[TASK DIRECTIONS] Retype each line of the listing below, from the first through the one holding "divided by height.", with no other lines.

====== DATA SHOWN

//! Target aspect ratios.

use serde::{Deserialize, Serialize};

/// A target aspect ratio expressed as a width:height pair.
#[derive(Debug, Clone, Copy, PartialEq, Eq, Serialize, Deserialize)]
pub struct AspectRatio {
    pub width: u32,
    pub height: u32,
}

impl AspectRatio {
    /// Create a new aspect ratio.
    pub fn new(width: u32, height: u32) -> Self {
        Self { width, height }
    }

    /// Portrait 9:16, the short-form default.
    pub fn portrait() -> Self {
        Self::new(9, 16)
    }

    /// Width divided by height.
    pub fn ratio(&self) -> f64 {
        self.width as f64 / self.height as f64
    }
}

impl Default for AspectRatio {
    fn default() -> Self {
        Self::portrait()
    }
}

impl std::fmt::Display for AspectRatio {
    fn fmt(&self, f: &mut std::fmt::Formatter<'_>) -> std::fmt::Result {
        write!(f, "{}:{}", self.width, self.height)
    }
}

#[cfg(test)]
mod tests {
    use super::*;

    #[test]
    fn test_portrait_ratio() {
        let aspect = AspectRatio::portrait();
        assert!((aspect.ratio() - 9.0 / 16.0).abs() < 1e-9);
        assert_eq!(aspect.to_string(), "9:16");
    }
}
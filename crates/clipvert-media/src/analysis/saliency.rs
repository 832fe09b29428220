//! Static saliency estimation for a single frame.
//!
//! Approximates a fine-grained static saliency model with the gradient
//! magnitude of the luminance channel: edges and texture contrast are what
//! drag the eye in a still frame. The result is min-max normalized into
//! `[0, 1]` at frame resolution.

use image::GrayImage;
use imageproc::gradients::sobel_gradients;
use ndarray::Array2;

/// Compute a per-pixel saliency map in `[0, 1]` for a luminance frame.
///
/// Returns `None` when the frame is too small to carry gradients; callers
/// treat that as an all-zero contribution rather than a batch failure.
pub fn saliency_map(luma: &GrayImage) -> Option<Array2<f32>> {
    let (width, height) = luma.dimensions();
    if width < 3 || height < 3 {
        return None;
    }

    let gradients = sobel_gradients(luma);
    let mut map = Array2::<f32>::zeros((height as usize, width as usize));
    for (x, y, pixel) in gradients.enumerate_pixels() {
        map[(y as usize, x as usize)] = pixel.0[0] as f32;
    }

    let max = map.iter().copied().fold(0.0f32, f32::max);
    if max > 0.0 {
        map.mapv_inplace(|v| v / max);
    }
    Some(map)
}

#[cfg(test)]
mod tests {
    use super::*;
    use image::Luma;

    #[test]
    fn test_tiny_frame_yields_none() {
        let luma = GrayImage::new(2, 2);
        assert!(saliency_map(&luma).is_none());
    }

    #[test]
    fn test_flat_frame_is_all_zero() {
        let luma = GrayImage::from_pixel(16, 16, Luma([128u8]));
        let map = saliency_map(&luma).unwrap();
        assert!(map.iter().all(|&v| v == 0.0));
    }

    #[test]
    fn test_edge_is_salient_and_normalized() {
        // Left half black, right half white: the vertical edge dominates.
        let luma = GrayImage::from_fn(16, 16, |x, _| {
            if x < 8 {
                Luma([0u8])
            } else {
                Luma([255u8])
            }
        });
        let map = saliency_map(&luma).unwrap();

        let peak = map.iter().copied().fold(0.0f32, f32::max);
        assert!((peak - 1.0).abs() < 1e-6);

        // The edge column is strictly more salient than the flat interior.
        assert!(map[(8, 8)] > map[(8, 2)]);
        assert!(map.iter().all(|&v| (0.0..=1.0).contains(&v)));
    }
}
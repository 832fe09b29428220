//! Rule-of-thirds fallback strategy.
//!
//! Last resort: a fixed filter chain that scales to portrait height and
//! center-crops with a top bias. Needs no probe and no analysis, so it
//! only fails when ffmpeg itself does.

use async_trait::async_trait;

use crate::clip::staging_path;
use crate::command::{FfmpegCommand, FfmpegRunner};
use crate::error::MediaResult;
use crate::fs_utils::publish_atomic;

use super::{CropStrategy, StageContext};

/// Scale to 1920 tall, crop a centered 9:16 window anchored to the top.
pub const RULE_OF_THIRDS_FILTER: &str = "scale=-2:1920,crop=ih*(9/16):ih:iw/2-ih*(9/16)/2:0";

/// Fixed-filter fallback strategy.
#[derive(Default)]
pub struct RuleOfThirdsCrop;

impl RuleOfThirdsCrop {
    pub fn new() -> Self {
        Self
    }
}

#[async_trait]
impl CropStrategy for RuleOfThirdsCrop {
    fn name(&self) -> &'static str {
        "rule-of-thirds"
    }

    async fn attempt(&self, ctx: &StageContext<'_>) -> MediaResult<()> {
        let request = ctx.request;

        let staging = staging_path(&request.output);
        let cmd = FfmpegCommand::new(&request.input, &staging)
            .video_filter(RULE_OF_THIRDS_FILTER)
            .encoding(&request.encoding)
            .strip_metadata();

        if let Err(e) = FfmpegRunner::new().run(&cmd).await {
            let _ = tokio::fs::remove_file(&staging).await;
            return Err(e);
        }
        publish_atomic(&staging, &request.output).await
    }
}

#[cfg(test)]
mod tests {
    use super::*;

    #[test]
    fn test_filter_is_resolution_independent() {
        // The chain references only ih/iw, never absolute pixel sizes.
        assert!(!RULE_OF_THIRDS_FILTER.contains("1080"));
        assert!(RULE_OF_THIRDS_FILTER.contains("ih*(9/16)"));
    }
}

============

[REPLY TO THE TASK]
//! Target aspect ratios.

use serde::{Deserialize, Serialize};

/// A target aspect ratio expressed as a width:height pair.
#[derive(Debug, Clone, Copy, PartialEq, Eq, Serialize, Deserialize)]
pub struct AspectRatio {
    pub width: u32,
    pub height: u32,
}

impl AspectRatio {
    /// Create a new aspect ratio.
    pub fn new(width: u32, height: u32) -> Self {
        Self { width, height }
    }

    /// Portrait 9:16, the short-form default.
    pub fn portrait() -> Self {
        Self::new(9, 16)
    }

    /// Width divided by height.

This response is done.